Nothing but a number is wanted: the count of lines in the records below that include "ProjectNameArgs".
━━ Information shown
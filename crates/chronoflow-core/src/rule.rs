//! Rule model: persisted automation definitions (trigger + conditions +
//! actions).
//!
//! The wire shape matches what the rule editor persists: actions are
//! `{"type": "...", "args": {...}}` objects. Action kinds are a closed
//! tagged union — an unknown `type` is a deserialization error, never a
//! silent skip.

use serde::{Deserialize, Serialize};

#[derive(Debug, Clone, Serialize, Deserialize, PartialEq)]
pub struct Rule {
    #[serde(default = "generated_id")]
    pub id: String,
    pub name: String,
    #[serde(default = "bool_true")]
    pub enabled: bool,
    /// Higher priority rules run first; ties keep store order.
    #[serde(default)]
    pub priority: i32,
    #[serde(default, skip_serializing_if = "Option::is_none")]
    pub trigger: Option<Trigger>,
    #[serde(default)]
    pub combinator: Combinator,
    #[serde(default)]
    pub conditions: Vec<Condition>,
    #[serde(default)]
    pub actions: Vec<Action>,
}

fn generated_id() -> String {
    uuid::Uuid::new_v4().to_string()
}

fn bool_true() -> bool {
    true
}

impl Rule {
    /// The event this rule is triggered by, if it names one explicitly.
    pub fn trigger_event(&self) -> Option<&str> {
        self.trigger
            .as_ref()
            .and_then(|t| t.event.as_deref())
            .map(str::trim)
            .filter(|e| !e.is_empty())
    }
}

/// Trigger metadata. A trigger without an `event` is a wildcard.
#[derive(Debug, Clone, Default, Serialize, Deserialize, PartialEq)]
pub struct Trigger {
    #[serde(default, skip_serializing_if = "Option::is_none")]
    pub event: Option<String>,
}

#[derive(Debug, Clone, Copy, Default, Serialize, Deserialize, PartialEq, Eq)]
#[serde(rename_all = "UPPERCASE")]
pub enum Combinator {
    And,
    #[default]
    Or,
}

#[derive(Debug, Clone, Serialize, Deserialize, PartialEq)]
pub struct Condition {
    #[serde(rename = "type")]
    pub kind: ConditionKind,
    #[serde(default)]
    pub operator: Operator,
    #[serde(default, skip_serializing_if = "Option::is_none")]
    pub value: Option<String>,
    #[serde(default, skip_serializing_if = "Option::is_none")]
    pub values: Option<Vec<String>>,
}

#[derive(Debug, Clone, Copy, Serialize, Deserialize, PartialEq, Eq)]
#[serde(rename_all = "camelCase")]
pub enum ConditionKind {
    DescriptionContains,
    DescriptionEquals,
    HasTag,
    ProjectIdEquals,
    ProjectNameContains,
    ClientIdEquals,
    ClientNameContains,
    IsBillable,
}

#[derive(Debug, Clone, Copy, Default, Serialize, Deserialize, PartialEq, Eq)]
#[serde(rename_all = "SCREAMING_SNAKE_CASE")]
pub enum Operator {
    #[default]
    Equals,
    NotEquals,
    Contains,
    NotContains,
    In,
    NotIn,
}

impl Operator {
    /// Whether this operator negates the underlying predicate result.
    pub fn negated(&self) -> bool {
        matches!(self, Self::NotEquals | Self::NotContains | Self::NotIn)
    }
}

/// One mutation (or generic API call) to perform when a rule matches.
#[derive(Debug, Clone, Serialize, Deserialize, PartialEq)]
#[serde(tag = "type", content = "args", rename_all = "snake_case")]
pub enum Action {
    AddTag(TagArgs),
    RemoveTag(TagArgs),
    SetDescription(SetDescriptionArgs),
    SetBillable(SetBillableArgs),
    SetProjectById(ProjectIdArgs),
    SetProjectByName(ProjectNameArgs),
    SetTaskById(TaskIdArgs),
    SetTaskByName(TaskNameArgs),
    OpenapiCall(OpenApiCallArgs),
}

impl Action {
    pub fn kind_label(&self) -> &'static str {
        match self {
            Self::AddTag(_) => "add_tag",
            Self::RemoveTag(_) => "remove_tag",
            Self::SetDescription(_) => "set_description",
            Self::SetBillable(_) => "set_billable",
            Self::SetProjectById(_) => "set_project_by_id",
            Self::SetProjectByName(_) => "set_project_by_name",
            Self::SetTaskById(_) => "set_task_by_id",
            Self::SetTaskByName(_) => "set_task_by_name",
            Self::OpenapiCall(_) => "openapi_call",
        }
    }

    /// Whether executing this action mutates the triggering entity
    /// (as opposed to dispatching a generic API call).
    pub fn is_entity_mutation(&self) -> bool {
        !matches!(self, Self::OpenapiCall(_))
    }
}

/// Rule editors have written both `{"tag": ...}` and `{"name": ...}`.
#[derive(Debug, Clone, Default, Serialize, Deserialize, PartialEq)]
pub struct TagArgs {
    #[serde(default, skip_serializing_if = "Option::is_none")]
    pub tag: Option<String>,
    #[serde(default, skip_serializing_if = "Option::is_none")]
    pub name: Option<String>,
}

impl TagArgs {
    pub fn tag_name(&self) -> Option<&str> {
        non_blank(self.tag.as_deref()).or_else(|| non_blank(self.name.as_deref()))
    }
}

#[derive(Debug, Clone, Default, Serialize, Deserialize, PartialEq)]
pub struct SetDescriptionArgs {
    #[serde(default, skip_serializing_if = "Option::is_none")]
    pub value: Option<String>,
    #[serde(default, skip_serializing_if = "Option::is_none")]
    pub description: Option<String>,
}

impl SetDescriptionArgs {
    pub fn text(&self) -> Option<&str> {
        self.value.as_deref().or(self.description.as_deref())
    }
}

#[derive(Debug, Clone, Default, Serialize, Deserialize, PartialEq)]
pub struct SetBillableArgs {
    #[serde(default, skip_serializing_if = "Option::is_none")]
    pub value: Option<String>,
    #[serde(default, skip_serializing_if = "Option::is_none")]
    pub billable: Option<String>,
}

impl SetBillableArgs {
    pub fn desired(&self) -> Option<bool> {
        parse_bool(self.value.as_deref().or(self.billable.as_deref())?)
    }
}

#[derive(Debug, Clone, Default, Serialize, Deserialize, PartialEq)]
#[serde(rename_all = "camelCase")]
pub struct ProjectIdArgs {
    #[serde(default, skip_serializing_if = "Option::is_none")]
    pub project_id: Option<String>,
}

impl ProjectIdArgs {
    pub fn id(&self) -> Option<&str> {
        non_blank(self.project_id.as_deref())
    }
}

#[derive(Debug, Clone, Default, Serialize, Deserialize, PartialEq)]
pub struct ProjectNameArgs {
    #[serde(default, skip_serializing_if = "Option::is_none")]
    pub name: Option<String>,
    #[serde(default, skip_serializing_if = "Option::is_none")]
    pub project: Option<String>,
}

impl ProjectNameArgs {
    pub fn project_name(&self) -> Option<&str> {
        non_blank(self.name.as_deref()).or_else(|| non_blank(self.project.as_deref()))
    }
}

#[derive(Debug, Clone, Default, Serialize, Deserialize, PartialEq)]
#[serde(rename_all = "camelCase")]
pub struct TaskIdArgs {
    #[serde(default, skip_serializing_if = "Option::is_none")]
    pub task_id: Option<String>,
}

impl TaskIdArgs {
    pub fn id(&self) -> Option<&str> {
        non_blank(self.task_id.as_deref())
    }
}

#[derive(Debug, Clone, Default, Serialize, Deserialize, PartialEq)]
pub struct TaskNameArgs {
    #[serde(default, skip_serializing_if = "Option::is_none")]
    pub name: Option<String>,
    #[serde(default, skip_serializing_if = "Option::is_none")]
    pub task: Option<String>,
}

impl TaskNameArgs {
    pub fn task_name(&self) -> Option<&str> {
        non_blank(self.name.as_deref()).or_else(|| non_blank(self.task.as_deref()))
    }
}

/// Generic escape hatch: a raw call against the tracker API, with
/// `{{dotted.path}}` placeholders resolved from the event payload.
#[derive(Debug, Clone, Default, Serialize, Deserialize, PartialEq)]
pub struct OpenApiCallArgs {
    #[serde(default, skip_serializing_if = "Option::is_none")]
    pub method: Option<String>,
    #[serde(default, skip_serializing_if = "Option::is_none")]
    pub path: Option<String>,
    #[serde(default, skip_serializing_if = "Option::is_none")]
    pub body: Option<String>,
}

/// Accepts "true"/"1" and "false"/"0" (case-insensitive); anything else
/// is unparseable and conditions over it fail closed.
pub fn parse_bool(raw: &str) -> Option<bool> {
    match raw.trim().to_lowercase().as_str() {
        "true" | "1" => Some(true),
        "false" | "0" => Some(false),
        _ => None,
    }
}

fn non_blank(value: Option<&str>) -> Option<&str> {
    value.map(str::trim).filter(|v| !v.is_empty())
}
━━━━
Task answer: 3